FORZA NUOVA RISPONDE AGLI ARRESTI

Il partito politico neofascista e nazionalista di estrema destra, Forza Nuova risponde agli arresti conseguenti ai disordini di ieri a Roma. Forza Nuova ha pubblicato sul proprio canale Telegram il seguente comunicato che pubblichiamo integralmente.

ALTRO CHE FORZA NUOVA, IL POPOLO HA ALZATO IL LIVELLO DELLO SCONTRO E NON SI FERMERÀ

Il regime è in difficoltà, la giornata romana di ieri fa da spartiacque tra vecchio e nuovo, ma media mainstream, questure e partiti del sistema non sono in grado di leggere i fatti, (perché non gli conviene e hanno paura). Danno la croce addosso a un movimento politico che rappresenta una piccolissima componente delle centinaia di migliaia di italiani esasperati, perché minacciati nello stesso diritto elementare al lavoro e alla sopravvivenza, che hanno invaso prima piazza del popolo e poi le strade del centro della Capitale per puntare ai palazzi dell’odiato potere“.

VECCHI METODI CHE NON HANNO PIÙ EFFETTO, GLI ITALIANI SONO UNITI E DETERMINATI COME NON MAI

Dell’antifascismo – prosegue il comunicato, e con esso delle vecchie categorie ideologiche del secolo scorso, buone solo a favorire gli interessi del divide et impera, al popolo attaccato con violenza e ferocia inaudite dal regime – e non solo in piazza, come tutti hanno potuto vedere, ma nei diritti fondamentali e naturali – non interessa nulla. Il popolo deve solo difendere con le unghie e con i denti la propria libertà e non è certo arrestando alcuni nostri dirigenti che il sistema impaurito e nervoso potrà fermarlo; nemmeno lo scioglimento di FN potrebbe invertire la rotta di quanto sta avvenendo e avverrà nelle prossime settimane”.
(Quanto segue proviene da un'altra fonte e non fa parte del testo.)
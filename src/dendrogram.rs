use crate::data_wrappers::{ClusterNode, MergeCandidate};
use crate::newick;
use num_traits::Float;

/// The finished tree of a UPGMA run. Nodes live in one append-only arena: the `N` leaves come
/// first in input order, followed by one internal node per merge, so a child always has a lower
/// index than its parent.
#[derive(Debug, Clone, PartialEq)]
pub struct Dendrogram<T> {
    nodes: Vec<ClusterNode<T>>,
    merges: Vec<MergeCandidate<T>>,
    root: usize,
}

impl<T: Float> Dendrogram<T> {
    pub(crate) fn new(
        nodes: Vec<ClusterNode<T>>,
        merges: Vec<MergeCandidate<T>>,
        root: usize,
    ) -> Self {
        debug_assert!(root < nodes.len());
        Dendrogram { nodes, merges, root }
    }

    /// Index of the root in `Dendrogram::nodes`.
    pub fn root(&self) -> usize {
        self.root
    }

    pub fn root_node(&self) -> &ClusterNode<T> {
        &self.nodes[self.root]
    }

    /// Every node, indexed by cluster id.
    pub fn nodes(&self) -> &[ClusterNode<T>] {
        &self.nodes
    }

    pub fn node(&self, id: usize) -> Option<&ClusterNode<T>> {
        self.nodes.get(id)
    }

    /// The agreed merges in the order they were applied. Merge `r` created node `N + r`.
    pub fn merges(&self) -> &[MergeCandidate<T>] {
        &self.merges
    }

    pub fn n_leaves(&self) -> usize {
        self.nodes.len() - self.merges.len()
    }

    pub fn leaf_names(&self) -> Vec<&str> {
        self.nodes
            .iter()
            .filter(|node| node.is_leaf())
            .map(|node| node.name.as_str())
            .collect()
    }

    /// Renders the tree in Newick format, with branch lengths printed with up to `precision`
    /// decimals.
    ///
    /// # Examples
    /// ```
    ///use upgma::{DistanceTable, Upgma};
    ///
    ///let table = DistanceTable::from_matrix(
    ///    &["A", "B"],
    ///    &[vec![0.0, 0.3], vec![0.3, 0.0]],
    ///);
    ///let tree = Upgma::default_params(&table).cluster().unwrap();
    ///assert_eq!("(A:0.15,B:0.15);", tree.to_newick(6));
    ///assert_eq!("(A:0,B:0);", tree.to_newick(0));
    /// ```
    pub fn to_newick(&self, precision: usize) -> String {
        newick::write_newick(self, precision)
    }
}
use num_traits::Float;
use std::cmp::Ordering;

/// A leaf taxon or an internal merge of the dendrogram. Children are referenced by their index
/// in the dendrogram's node arena, and are always older (lower index) than their parent.
#[derive(Debug, Clone, PartialEq)]
pub struct ClusterNode<T> {
    pub name: String,
    pub left: Option<usize>,
    pub right: Option<usize>,
    pub height: T,
    pub branch_length_left: T,
    pub branch_length_right: T,
    pub size: usize,
}

impl<T: Float> ClusterNode<T> {
    pub(crate) fn leaf(name: &str) -> Self {
        ClusterNode {
            name: name.to_string(),
            left: None,
            right: None,
            height: T::zero(),
            branch_length_left: T::zero(),
            branch_length_right: T::zero(),
            size: 1,
        }
    }

    pub fn is_leaf(&self) -> bool {
        self.left.is_none() && self.right.is_none()
    }
}

/// A candidate pair of active clusters to merge, and the distance between them. `left` is always
/// the lower cluster id. This is the single record exchanged by the per-round all-reduce.
#[derive(Debug, Clone, Copy, PartialEq)]
pub struct MergeCandidate<T> {
    pub distance: T,
    pub left: usize,
    pub right: usize,
}

impl<T: Float> MergeCandidate<T> {
    pub(crate) fn new(distance: T, a: usize, b: usize) -> Self {
        MergeCandidate {
            distance,
            left: a.min(b),
            right: a.max(b),
        }
    }

    /// Total order over candidates: distance first, then the lower id, then the higher id.
    /// Distances are finite by the time they reach the clustering loop.
    pub fn total_cmp(&self, other: &Self) -> Ordering {
        self.distance
            .partial_cmp(&other.distance)
            .unwrap_or(Ordering::Equal)
            .then(self.left.cmp(&other.left))
            .then(self.right.cmp(&other.right))
    }

    /// Combines two optional candidates, keeping whichever comes first in the total order.
    pub(crate) fn min_of(a: Option<Self>, b: Option<Self>) -> Option<Self> {
        match (a, b) {
            (Some(a), Some(b)) => {
                if b.total_cmp(&a) == Ordering::Less {
                    Some(b)
                } else {
                    Some(a)
                }
            }
            (a, None) => a,
            (None, b) => b,
        }
    }
}
use crate::cluster_state::ClusterState;
use crate::comm::Communicator;
use crate::data_wrappers::MergeCandidate;
use crate::partition::PartitionPolicy;
use crate::UpgmaError;
use num_traits::Float;
use std::ops::Range;

/// Finds the globally closest pair of active clusters. Each rank scans the upper triangle of its
/// own block of active positions, and one all-reduce of a single `MergeCandidate` record per rank
/// settles the winner on every rank at once.
pub(crate) struct PartitionedMinReducer<'c, C> {
    comm: &'c C,
    policy: PartitionPolicy,
}

impl<'c, C> PartitionedMinReducer<'c, C> {
    pub(crate) fn new(comm: &'c C, policy: PartitionPolicy) -> Self {
        Self { comm, policy }
    }

    pub(crate) fn reduce<T: Float>(
        &self,
        state: &ClusterState<T>,
    ) -> Result<Option<MergeCandidate<T>>, UpgmaError>
    where
        C: Communicator<T>,
    {
        // Membership changes every round, so the blocks are recomputed every round
        let partition = self
            .policy
            .partition(state.n_active(), self.comm.size(), self.comm.rank());
        let local = scan_rows(state, partition.rows);
        self.comm.all_reduce_min(local)
    }
}

/// The smallest candidate among pairs `(active[ii], active[jj])` with `ii` in `rows` and
/// `jj > ii`. Since active ids are ascending, the scan meets pairs in `(left, right)` order, so
/// keeping the first strictly smaller distance yields the minimum under
/// `MergeCandidate::total_cmp`.
pub(crate) fn scan_rows<T: Float>(
    state: &ClusterState<T>,
    rows: Range<usize>,
) -> Option<MergeCandidate<T>> {
    let active = &state.active;
    let mut best: Option<MergeCandidate<T>> = None;
    for ii in rows {
        let i = active[ii];
        for &j in &active[ii + 1..] {
            let dist = state.matrix.distance(i, j);
            if best.map_or(true, |best| dist < best.distance) {
                best = Some(MergeCandidate::new(dist, i, j));
            }
        }
    }
    best
}
use std::ops::Range;

/// How rows are split between workers when their count does not divide evenly.
#[derive(Debug, Clone, Copy, PartialEq, Eq)]
pub enum PartitionPolicy {
    /// Every worker gets `n / p` rows, and the first `n % p` workers get one extra row each.
    RemainderFirst,
    /// Every worker gets `n / p` rows, and the last worker also takes all `n % p` leftover rows.
    RemainderLast,
}

/// A contiguous block of row positions owned by one worker.
#[derive(Debug, Clone, PartialEq, Eq)]
pub struct WorkerPartition {
    pub rank: usize,
    pub rows: Range<usize>,
}

impl PartitionPolicy {
    /// Computes the block of `n_rows` owned by `rank` out of `n_workers`. Blocks of all ranks are
    /// disjoint, in rank order, and together cover `0..n_rows`. Ranks may own an empty block when
    /// there are more workers than rows.
    pub fn partition(&self, n_rows: usize, n_workers: usize, rank: usize) -> WorkerPartition {
        let n_workers = n_workers.max(1);
        let base = n_rows / n_workers;
        let remainder = n_rows % n_workers;
        let rows = match self {
            Self::RemainderFirst => {
                let start = rank * base + rank.min(remainder);
                let len = base + usize::from(rank < remainder);
                start..start + len
            }
            Self::RemainderLast => {
                let start = rank * base;
                if rank + 1 == n_workers {
                    start..n_rows
                } else {
                    start..start + base
                }
            }
        };
        WorkerPartition { rank, rows }
    }
}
LA VIOLENZA VIENE DAL POTERE, IL POPOLO SI DIFENDE PERCHE HA IL DOVERE DI RESISTERE

Mesi di piazze pacifiche non hanno fermato l’attuazione accelerata del Great Reset, ora la musica è cambiata e il direttore d’orchestra e compositore è solo il popolo in lotta – costretto a difendersi dalla ferocia unanime di chi dovrebbe rappresentarlo, l’attacco alla CGIL rientra perfettamente in questo quadro analitico – che ha deciso di alzare il livello dello scontro“.
I militanti di Forza Nuova concludono così: “Da domani, dal 15 ottobre, e fino a che il green pass non verrà ritirato definitivamente la rivoluzione popolare non fermerà il suo cammino, con o senza di noi“.

LA RISPOSTA DELLE ISTITUZIONI

I firmatari del comunicato di Forza Nuova che abbiamo riportato integralmente in questo articolo, sono indagati dalla Procura di Roma per istigazione a delinquere aggravata dall’utilizzo di strumenti informatici.

I quattro sono iscritti nel filone che lunedì 11 ottobre ha portato all’oscuramento del sito web dell’organizzazione di estrema destra. Nel loro confronti i pm contestano l’avere istigato “pubblicamente a commettere una pluralità di delitti e contravvenzioni“.